- **Work required**:
Some lines below hold "directory". Pick them out and copy them.

________________

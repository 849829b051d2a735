//! Local filesystem storage backend.
//!
//! Stores everything as JSON under one root directory using atomic
//! temp-file renames, with a hot/cold split per source: the live item
//! set in `current/{source}.json` and immutable monthly archives under
//! `archive/{source}/YYYY/MM.json`. Suitable for development and
//! single-node deployments; the traits in [`crate::store`] allow a
//! relational backend to replace it without touching the pipeline.

use std::collections::{HashMap, HashSet};
use std::path::PathBuf;

use async_trait::async_trait;
use chrono::{DateTime, Datelike, Utc};
use serde::{Deserialize, Serialize, de::DeserializeOwned};
use tokio::io::AsyncWriteExt;
use tokio::sync::Mutex;

use crate::error::{AppError, Result};
use crate::models::{Item, SourceQualityProfile, TaskRecord, Watermark};
use crate::store::{ItemStore, ProfileStore, TaskStore, UpsertSummary, WatermarkStore};

/// Header for a hot per-source item file.
#[derive(Debug, Serialize, Deserialize, Default)]
struct SourceData {
    updated_at: Option<DateTime<Utc>>,
    count: usize,
    items: Vec<Item>,
}

/// Local filesystem storage backend.
pub struct LocalStore {
    root_dir: PathBuf,
    // Serializes read-modify-write cycles on shared files. Different
    // sources share watermarks.json/profiles.json/tasks.json, so a
    // single lock keeps concurrent cycles from losing writes.
    write_lock: Mutex<()>,
}

impl LocalStore {
    /// Create a store rooted at the given directory.
    pub fn new(root_dir: impl Into<PathBuf>) -> Self {
        Self {
            root_dir: root_dir.into(),
            write_lock: Mutex::new(()),
        }
    }

    /// Get the full path for a relative key.
    fn path(&self, key: &str) -> PathBuf {
        self.root_dir.join(key)
    }

    /// Ensure parent directory exists.
    async fn ensure_dir(&self, path: &PathBuf) -> Result<()> {
        if let Some(parent) = path.parent() {
            tokio::fs::create_dir_all(parent).await?;
        }
        Ok(())
    }

    /// Write bytes atomically (write to temp, then rename).
    async fn write_bytes(&self, key: &str, bytes: &[u8]) -> Result<()> {
        let path = self.path(key);
        self.ensure_dir(&path).await?;

        let tmp = path.with_extension("tmp");
        let mut file = tokio::fs::File::create(&tmp).await?;
        file.write_all(bytes).await?;
        file.flush().await?;
        drop(file);

        tokio::fs::rename(&tmp, &path).await?;
        Ok(())
    }

    /// Write JSON data.
    async fn write_json<T: Serialize + ?Sized>(&self, key: &str, value: &T) -> Result<()> {
        let bytes = serde_json::to_vec_pretty(value)?;
        self.write_bytes(key, &bytes).await
    }

    /// Read bytes, returning None if file doesn't exist.
    async fn read_bytes(&self, key: &str) -> Result<Option<Vec<u8>>> {
        let path = self.path(key);
        match tokio::fs::read(&path).await {
            Ok(bytes) => Ok(Some(bytes)),
            Err(e) if e.kind() == std::io::ErrorKind::NotFound => Ok(None),
            Err(e) => Err(AppError::Io(e)),
        }
    }

    /// Read JSON data.
    async fn read_json<T: DeserializeOwned>(&self, key: &str) -> Result<Option<T>> {
        match self.read_bytes(key).await? {
            Some(bytes) => Ok(Some(serde_json::from_slice(&bytes)?)),
            None => Ok(None),
        }
    }

    fn current_key(source: &str) -> String {
        format!("current/{}.json", source)
    }

    fn archive_key(source: &str, year: i32, month: u32) -> String {
        format!("archive/{}/{}/{:02}.json", source, year, month)
    }

    async fn load_source_data(&self, source: &str) -> Result<SourceData> {
        Ok(self
            .read_json(&Self::current_key(source))
            .await?
            .unwrap_or_default())
    }

    async fn save_source_data(&self, source: &str, mut data: SourceData) -> Result<()> {
        data.updated_at = Some(Utc::now());
        data.count = data.items.len();
        self.write_json(&Self::current_key(source), &data).await
    }

    async fn load_map<T: DeserializeOwned>(&self, key: &str) -> Result<HashMap<String, T>> {
        Ok(self.read_json(key).await?.unwrap_or_default())
    }
}

#[async_trait]
impl ItemStore for LocalStore {
    async fn upsert_batch(&self, source: &str, items: &[Item]) -> Result<UpsertSummary> {
        let _guard = self.write_lock.lock().await;
        let mut data = self.load_source_data(source).await?;
        let mut summary = UpsertSummary::default();

        for incoming in items {
            let existing = data
                .items
                .iter_mut()
                .find(|row| row.source_item_id == incoming.source_item_id && row.is_current);

            match existing {
                None => {
                    let mut row = incoming.clone();
                    row.version = 1;
                    row.is_current = true;
                    data.items.push(row);
                    summary.inserted += 1;
                }
                Some(row) if row.content_hash == incoming.content_hash => {
                    // Unchanged content: refresh engagement counters only,
                    // never a new version.
                    row.score = incoming.score;
                    row.comment_count = incoming.comment_count;
                    row.fetched_at = incoming.fetched_at;
                    summary.unchanged += 1;
                }
                Some(row) => {
                    let next_version = row.version + 1;
                    row.is_current = false;
                    let mut fresh = incoming.clone();
                    fresh.version = next_version;
                    fresh.is_current = true;
                    data.items.push(fresh);
                    summary.updated += 1;
                }
            }
        }

        self.save_source_data(source, data).await?;
        Ok(summary)
    }

    async fn known_hashes(&self, source: &str) -> Result<HashSet<String>> {
        let data = self.load_source_data(source).await?;
        Ok(data
            .items
            .into_iter()
            .map(|item| item.content_hash)
            .collect())
    }

    async fn record_duplicate(&self, source: &str, source_item_id: &str) -> Result<()> {
        let _guard = self.write_lock.lock().await;
        let mut data = self.load_source_data(source).await?;

        let row = data
            .items
            .iter_mut()
            .find(|row| row.source_item_id == source_item_id && row.is_current);
        if let Some(row) = row {
            row.duplicate_refs += 1;
        } else {
            log::warn!(
                "Duplicate reference for unknown item {}:{}",
                source,
                source_item_id
            );
            return Ok(());
        }

        self.save_source_data(source, data).await
    }

    async fn load_current(&self, source: &str) -> Result<Vec<Item>> {
        Ok(self.load_source_data(source).await?.items)
    }

    async fn archive_older_than(&self, source: &str, cutoff: DateTime<Utc>) -> Result<usize> {
        let _guard = self.write_lock.lock().await;
        let mut data = self.load_source_data(source).await?;

        let (old, hot): (Vec<Item>, Vec<Item>) = data
            .items
            .into_iter()
            .partition(|item| item.created_at < cutoff);
        data.items = hot;
        let moved = old.len();

        // Group the moved rows into monthly archive files.
        let mut by_month: HashMap<(i32, u32), Vec<Item>> = HashMap::new();
        for item in old {
            let key = (item.created_at.year(), item.created_at.month());
            by_month.entry(key).or_default().push(item);
        }

        for ((year, month), items) in by_month {
            let key = Self::archive_key(source, year, month);
            let mut existing: Vec<Item> = self.read_json(&key).await?.unwrap_or_default();

            let existing_keys: HashSet<String> =
                existing.iter().map(|item| item.natural_key()).collect();
            for item in items {
                if !existing_keys.contains(&item.natural_key()) {
                    existing.push(item);
                }
            }

            existing.sort_by(|a, b| b.created_at.cmp(&a.created_at));
            self.write_json(&key, &existing).await?;
            log::info!("Archived into {} ({} rows total)", key, existing.len());
        }

        if moved > 0 {
            self.save_source_data(source, data).await?;
        }
        Ok(moved)
    }
}

#[async_trait]
impl WatermarkStore for LocalStore {
    async fn get(&self, source: &str) -> Result<Option<Watermark>> {
        let map: HashMap<String, Watermark> = self.load_map("watermarks.json").await?;
        Ok(map.get(source).cloned())
    }

    async fn put(&self, watermark: &Watermark) -> Result<()> {
        let _guard = self.write_lock.lock().await;
        let mut map: HashMap<String, Watermark> = self.load_map("watermarks.json").await?;
        map.insert(watermark.source.clone(), watermark.clone());
        self.write_json("watermarks.json", &map).await
    }

    async fn all(&self) -> Result<Vec<Watermark>> {
        let map: HashMap<String, Watermark> = self.load_map("watermarks.json").await?;
        Ok(map.into_values().collect())
    }
}

#[async_trait]
impl ProfileStore for LocalStore {
    async fn get(&self, source: &str) -> Result<Option<SourceQualityProfile>> {
        let map: HashMap<String, SourceQualityProfile> = self.load_map("profiles.json").await?;
        Ok(map.get(source).cloned())
    }

    async fn all(&self) -> Result<Vec<SourceQualityProfile>> {
        let map: HashMap<String, SourceQualityProfile> = self.load_map("profiles.json").await?;
        let mut profiles: Vec<SourceQualityProfile> = map.into_values().collect();
        profiles.sort_by(|a, b| a.source.cmp(&b.source));
        Ok(profiles)
    }

    async fn put_batch(&self, profiles: &[SourceQualityProfile]) -> Result<()> {
        let _guard = self.write_lock.lock().await;
        let mut map: HashMap<String, SourceQualityProfile> = self.load_map("profiles.json").await?;
        for profile in profiles {
            map.insert(profile.source.clone(), profile.clone());
        }
        self.write_json("profiles.json", &map).await
    }
}

#[async_trait]
impl TaskStore for LocalStore {
    async fn create(&self, task: &TaskRecord) -> Result<()> {
        let _guard = self.write_lock.lock().await;
        let mut map: HashMap<String, TaskRecord> = self.load_map("tasks.json").await?;
        if map.contains_key(&task.id) {
            return Err(AppError::validation(format!(
                "task {} already exists",
                task.id
            )));
        }
        map.insert(task.id.clone(), task.clone());
        self.write_json("tasks.json", &map).await
    }

    async fn get(&self, id: &str) -> Result<Option<TaskRecord>> {
        let map: HashMap<String, TaskRecord> = self.load_map("tasks.json").await?;
        Ok(map.get(id).cloned())
    }

    async fn update(&self, task: &TaskRecord) -> Result<()> {
        let _guard = self.write_lock.lock().await;
        let mut map: HashMap<String, TaskRecord> = self.load_map("tasks.json").await?;
        if !map.contains_key(&task.id) {
            return Err(AppError::validation(format!("task {} not found", task.id)));
        }
        map.insert(task.id.clone(), task.clone());
        self.write_json("tasks.json", &map).await
    }

    async fn all(&self) -> Result<Vec<TaskRecord>> {
        let map: HashMap<String, TaskRecord> = self.load_map("tasks.json").await?;
        let mut tasks: Vec<TaskRecord> = map.into_values().collect();
        tasks.sort_by(|a, b| a.created_at.cmp(&b.created_at));
        Ok(tasks)
    }
}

________________

- **Solution for this problem**:
//! Stores everything as JSON under one root directory using atomic
    /// Create a store rooted at the given directory.
    /// Ensure parent directory exists.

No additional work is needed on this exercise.